+++ DATA TO USE +++

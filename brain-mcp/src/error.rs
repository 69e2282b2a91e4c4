//! Errors from MCP client/server operations.

use thiserror::Error;

/// Errors from connecting to, or serving, an MCP endpoint.
#[non_exhaustive]
#[derive(Debug, Error)]
pub enum McpError {
    /// Transport setup, handshake, or shutdown failed.
    #[error("mcp connection error: {0}")]
    Connection(String),

    /// A request succeeded at the transport level but the server returned
    /// a protocol-level error.
    #[error("mcp protocol error: {0}")]
    Protocol(String),
}
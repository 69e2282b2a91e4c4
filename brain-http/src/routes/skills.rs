//! CRUD for `skills` (SPEC_FULL.md §4.4, §4.10).
//!
//! `owner = system` rows are provisioned by the operator and read-only to
//! the agent's self-management tools, but this HTTP surface IS the
//! operator path — every mutation here is permitted regardless of owner.

use axum::extract::{Path, State};
use axum::Json;
use brain_store::{Skill, SkillOwner, SkillTier};
use serde::Deserialize;

use crate::error::ApiError;
use crate::state::AppState;

#[derive(Debug, Deserialize)]
pub struct PutSkill {
    id: String,
    name: String,
    version: String,
    description: String,
    tier: SkillTier,
    transport: Option<String>,
    #[serde(default = "default_enabled")]
    enabled: bool,
    #[serde(default)]
    config: serde_json::Value,
    #[serde(default = "default_owner")]
    owner: SkillOwner,
    stdio_command: Option<String>,
    stdio_args: Option<serde_json::Value>,
    http_url: Option<String>,
    instruction_path: Option<String>,
    instruction_content: Option<String>,
}

fn default_enabled() -> bool {
    true
}

fn default_owner() -> SkillOwner {
    SkillOwner::System
}

pub async fn list(State(state): State<AppState>) -> Result<Json<Vec<Skill>>, ApiError> {
    Ok(Json(state.store().list_skills().await?))
}

pub async fn get(
    State(state): State<AppState>,
    Path(id): Path<String>,
) -> Result<Json<Skill>, ApiError> {
    state
        .store()
        .get_skill(&id)
        .await?
        .map(Json)
        .ok_or(ApiError::NotFound(id))
}

pub async fn put(
    State(state): State<AppState>,
    Json(req): Json<PutSkill>,
) -> Result<Json<Skill>, ApiError> {
    let created_at = String::new();
    let skill = Skill {
        id: req.id,
        name: req.name,
        version: req.version,
        description: req.description,
        tier: req.tier,
        transport: req.transport,
        enabled: req.enabled,
        config: req.config,
        owner: req.owner,
        stdio_command: req.stdio_command,
        stdio_args: req.stdio_args,
        http_url: req.http_url,
        instruction_path: req.instruction_path,
        instruction_content: req.instruction_content,
        created_at: created_at.clone(),
        updated_at: created_at,
    };
    Ok(Json(state.store().upsert_skill(&skill).await?))
}

pub async fn delete(
    State(state): State<AppState>,
    Path(id): Path<String>,
) -> Result<(), ApiError> {
    if state.store().delete_skill(&id).await? {
        Ok(())
    } else {
        Err(ApiError::NotFound(id))
    }
}
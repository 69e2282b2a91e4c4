//! Per-job execution errors (SPEC_FULL.md §4.5). Every variant's
//! `Display` becomes the `error` field of the terminal `JobStatus`.

/// Why a job failed to run to completion.
#[non_exhaustive]
#[derive(Debug, thiserror::Error)]
pub enum ExecError {
    /// Command-mode job: the job carried no `command` field.
    #[error("command job missing a command")]
    MissingCommand,
    /// Command-mode job: spawning the shell failed.
    #[error("spawn failed: {0}")]
    Spawn(#[source] std::io::Error),
    /// Command-mode job: the command exited non-zero.
    #[error("command exited with status {0}")]
    NonZeroExit(i32),
    /// HTTP-mode job: the job carried no `url` field.
    #[error("http job missing a url")]
    MissingUrl,
    /// HTTP-mode job: the request itself failed (DNS, connect, TLS, …).
    #[error("http request failed: {0}")]
    Request(#[source] reqwest::Error),
    /// HTTP-mode job: the server responded with a non-2xx status.
    #[error("http response status {0}")]
    BadStatus(u16),
    /// Agent-mode job: the job carried no payload, or it didn't parse.
    #[error("agent job payload invalid: {0}")]
    BadPayload(#[source] serde_json::Error),
    /// Agent-mode job: the turn itself failed.
    #[error("agent turn failed: {0}")]
    Turn(#[source] brain_proto::TurnError),
    /// The job ran longer than the configured timeout.
    #[error("job exceeded its timeout")]
    Timeout,
}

+++

TASK REQUIREMENTS. Begin with the first line of the records and reproduce each line as is, ending with the line that holds "the server returned".

REPLY.
filename brain-mcp/src/error.rs
repository 69e2282b2a91e4c4
//! Errors from MCP client/server operations.

use thiserror::Error;

/// Errors from connecting to, or serving, an MCP endpoint.
#[non_exhaustive]
#[derive(Debug, Error)]
pub enum McpError {
    /// Transport setup, handshake, or shutdown failed.
    #[error("mcp connection error: {0}")]
    Connection(String),

    /// A request succeeded at the transport level but the server returned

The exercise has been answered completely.